Stored data:
#[cfg(test)]
mod tests {
    use super::*;
    use crate::analytics::periods::resolve_complete;
    use crate::analytics::grouping::records_from_streams;
    use crate::models::ComparisonType;
    use crate::test_utils::{date, foreign_snapshot, household, stream, with_snapshots};

    fn household_streams() -> (Vec<Stream>, Vec<Provider>) {
        use crate::source::StreamSource;
        let source = household();
        let streams = source.fetch_streams(&Default::default()).unwrap();
        let providers = source.fetch_providers().unwrap();
        (streams, providers)
    }

    #[test]
    fn test_distribution_by_category_sums_to_100() {
        let (streams, providers) = household_streams();
        let report = distribution(&streams, &providers, GroupBy::Category, None);

        assert_eq!(report.items.len(), 4);
        assert_eq!(report.items[0].key, "Employment");
        assert!(report.items.windows(2).all(|w| w[0].amount_usd >= w[1].amount_usd));
        let pct: f64 = report.items.iter().map(|i| i.percentage).sum();
        assert!((pct - 100.0).abs() < 0.05, "sum = {}", pct);
    }

    #[test]
    fn test_distribution_by_provider_names_unknown() {
        let (streams, providers) = household_streams();
        let report = distribution(&streams, &providers, GroupBy::Provider, None);
        let keys: Vec<&str> = report.items.iter().map(|i| i.key.as_str()).collect();
        assert!(keys.contains(&"Acme Corp"));
        assert!(keys.contains(&"Upwork"));
        assert!(keys.contains(&"Unknown"));
    }

    #[test]
    fn test_distribution_by_currency() {
        let mut s = stream(1, "Staking", FlowDirection::Income);
        s.snapshots = vec![
            foreign_snapshot(1, "2024-01-01", 100.0, "eur", 1.1),
            foreign_snapshot(1, "2024-01-02", 1.0, "ETH", 2000.0),
        ];
        let report = distribution(&[s], &[], GroupBy::Currency, None);
        assert_eq!(report.items[0].key, "ETH");
        assert_eq!(report.items[1].key, "EUR");
        assert_eq!(report.total_usd, 2110.0);
    }

    #[test]
    fn test_distribution_empty_when_total_not_positive() {
        let report = distribution(&[], &[], GroupBy::Stream, None);
        assert!(report.items.is_empty());
        assert_eq!(report.total_usd, 0.0);

        let zero = with_snapshots(
            stream(1, "Idle", FlowDirection::Income),
            &[("2024-01-01", 0.0)],
        );
        assert!(distribution(&[zero], &[], GroupBy::Stream, None).items.is_empty());
    }

    #[test]
    fn test_top_performers_ranks_and_truncates() {
        let (streams, providers) = household_streams();
        let report = top_performers(&streams, &providers, 2, None);

        assert_eq!(report.items.len(), 2);
        assert_eq!(report.items[0].rank, 1);
        assert_eq!(report.items[0].name, "Salary");
        assert_eq!(report.items[0].provider.as_deref(), Some("Acme Corp"));
        assert_eq!(report.items[1].name, "Rent");
        // Percentages are of the selected pair
        assert_eq!(report.total_usd, 18000.0);
        assert!((report.items[0].percentage - 66.67).abs() < 1e-9);
        assert_eq!(report.items[0].avg_per_snapshot, 3000.0);
    }

    #[test]
    fn test_top_performers_window_drops_streams_without_snapshots() {
        let (streams, providers) = household_streams();
        let range = DateRange::new(date("2024-01-02"), date("2024-01-30"));
        let report = top_performers(&streams, &providers, 10, Some(range));
        let names: Vec<&str> = report.items.iter().map(|i| i.name.as_str()).collect();
        assert_eq!(names, vec!["Freelance", "Groceries"]);
        assert_eq!(report.items[1].snapshot_count, 2);
    }

    #[test]
    fn test_stream_health_classifies() {
        let growing = with_snapshots(
            stream(1, "Up", FlowDirection::Income),
            &[("2024-01-10", 100.0), ("2024-02-10", 150.0)],
        );
        let declining = with_snapshots(
            stream(2, "Down", FlowDirection::Income),
            &[("2024-01-10", 100.0), ("2024-02-10", 50.0)],
        );
        let flat = with_snapshots(
            stream(3, "Flat", FlowDirection::Income),
            &[("2024-01-10", 100.0), ("2024-02-10", 103.0)],
        );
        let new = with_snapshots(
            stream(4, "New", FlowDirection::Income),
            &[("2024-02-10", 10.0)],
        );

        let bounds = resolve_complete(ComparisonType::MoM, date("2024-02-15")).unwrap();
        let report = stream_health(&[growing, declining, flat, new], &bounds, 5.0);

        assert_eq!(report.growing_count, 2);
        assert_eq!(report.declining_count, 1);
        assert_eq!(report.stable_count, 1);
        let new = report.per_stream.iter().find(|s| s.name == "New").unwrap();
        assert_eq!(new.change_pct, 100.0);
        assert_eq!(new.status, HealthStatus::Growing);
    }

    #[test]
    fn test_trend_points_and_summary() {
        let buckets = vec![
            Bucket { key: date("2024-01-01"), amount: 100.0, count: 1 },
            Bucket { key: date("2024-02-01"), amount: 110.0, count: 2 },
            Bucket { key: date("2024-03-01"), amount: 121.0, count: 1 },
        ];
        let points = trend_points(&buckets, Granularity::Monthly);
        assert_eq!(points[0].label, "2024-01");
        assert_eq!(points[0].change_pct, None);
        assert_eq!(points[1].change_pct, Some(10.0));

        let summary = summarize_trend(&buckets, &GrowthConfig::default(), 5.0);
        assert_eq!(summary.growth_rate_pct, 21.0);
        assert_eq!(summary.direction, TrendDirection::Upward);
        assert_eq!(summary.avg_growth_per_period, 10.0);
        assert_eq!(summary.weighted_growth_rate_pct, 7.0);
    }

    #[test]
    fn test_trend_summary_single_point_is_flat() {
        let buckets = vec![Bucket { key: date("2024-01-01"), amount: 100.0, count: 1 }];
        let summary = summarize_trend(&buckets, &GrowthConfig::default(), 5.0);
        assert_eq!(summary.direction, TrendDirection::Stable);
        assert_eq!(summary.weighted_growth_rate_pct, 0.0);
    }

    #[test]
    fn test_seasonality_weekdays_and_months() {
        // 2024-01-01 is a Monday, 2024-01-06 a Saturday
        let s = with_snapshots(
            stream(1, "Sales", FlowDirection::Income),
            &[
                ("2024-01-01", 100.0),
                ("2024-01-08", 300.0),
                ("2024-01-06", 50.0),
                ("2024-02-05", 200.0),
            ],
        );
        let records = records_from_streams([&s], None);
        let range = DateRange::new(date("2024-01-01"), date("2024-02-29"));
        let report = seasonality(&records, range, Some(FlowDirection::Income));

        assert_eq!(report.day_of_week_stats.len(), 7);
        let monday = &report.day_of_week_stats[1];
        assert_eq!(monday.name, "Monday");
        assert_eq!(monday.days, 3);
        assert_eq!(monday.avg_usd, 200.0);
        assert_eq!(report.day_of_week_stats[0].days, 0);

        assert_eq!(report.month_of_year_stats.len(), 2);
        assert_eq!(report.best_day, "Monday");
        assert_eq!(report.worst_day, "Saturday");
        assert_eq!(report.best_month, "February");
        assert_eq!(report.worst_month, "January");
        assert_eq!(report.overall_daily_avg, 162.5);

        // (200 - 162.5) / 162.5
        assert_eq!(monday.deviation_pct, 23.08);
        assert_eq!(report.day_of_week_stats[6].deviation_pct, -69.23);
        // Weekdays without data do not deviate
        assert_eq!(report.day_of_week_stats[0].deviation_pct, 0.0);
        assert_eq!(report.month_of_year_stats[0].deviation_pct, -7.69);
        assert_eq!(report.month_of_year_stats[1].deviation_pct, 23.08);
    }

    #[test]
    fn test_seasonality_deviation_with_negative_net_flow() {
        // Monday +100 income, Tuesday -400 outcome: overall net -150 per day
        let sales = with_snapshots(
            stream(1, "Sales", FlowDirection::Income),
            &[("2024-01-01", 100.0)],
        );
        let rent = with_snapshots(
            stream(2, "Rent", FlowDirection::Outcome),
            &[("2024-01-02", 400.0)],
        );
        let records = records_from_streams([&sales, &rent], None);
        let range = DateRange::new(date("2024-01-01"), date("2024-01-31"));
        let report = seasonality(&records, range, None);

        assert_eq!(report.overall_daily_avg, -150.0);
        // Deviation is measured against |overall|, so above-average stays positive
        assert_eq!(report.day_of_week_stats[1].deviation_pct, 166.67);
        assert_eq!(report.day_of_week_stats[2].deviation_pct, -166.67);
        assert_eq!(report.month_of_year_stats[0].deviation_pct, 0.0);
        assert_eq!(report.best_day, "Monday");
        assert_eq!(report.worst_day, "Tuesday");
    }

    #[test]
    fn test_seasonality_without_data() {
        let range = DateRange::new(date("2024-01-01"), date("2024-02-29"));
        let report = seasonality(&[], range, None);
        assert_eq!(report.day_of_week_stats.len(), 7);
        assert!(report.month_of_year_stats.is_empty());
        assert_eq!(report.best_day, "N/A");
        assert_eq!(report.worst_month, "N/A");
    }
}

#### Your objective:
From the records above, extract exactly and only the lines that begin at the line with "w[0].amount_usd >= w[1].amount_usd));" and stop after the line with "distribution(&streams, &providers, GroupBy::Provider, None);".

#### Task answer:
        assert!(report.items.windows(2).all(|w| w[0].amount_usd >= w[1].amount_usd));
        let pct: f64 = report.items.iter().map(|i| i.percentage).sum();
        assert!((pct - 100.0).abs() < 0.05, "sum = {}", pct);
    }

    #[test]
    fn test_distribution_by_provider_names_unknown() {
        let (streams, providers) = household_streams();
        let report = distribution(&streams, &providers, GroupBy::Provider, None);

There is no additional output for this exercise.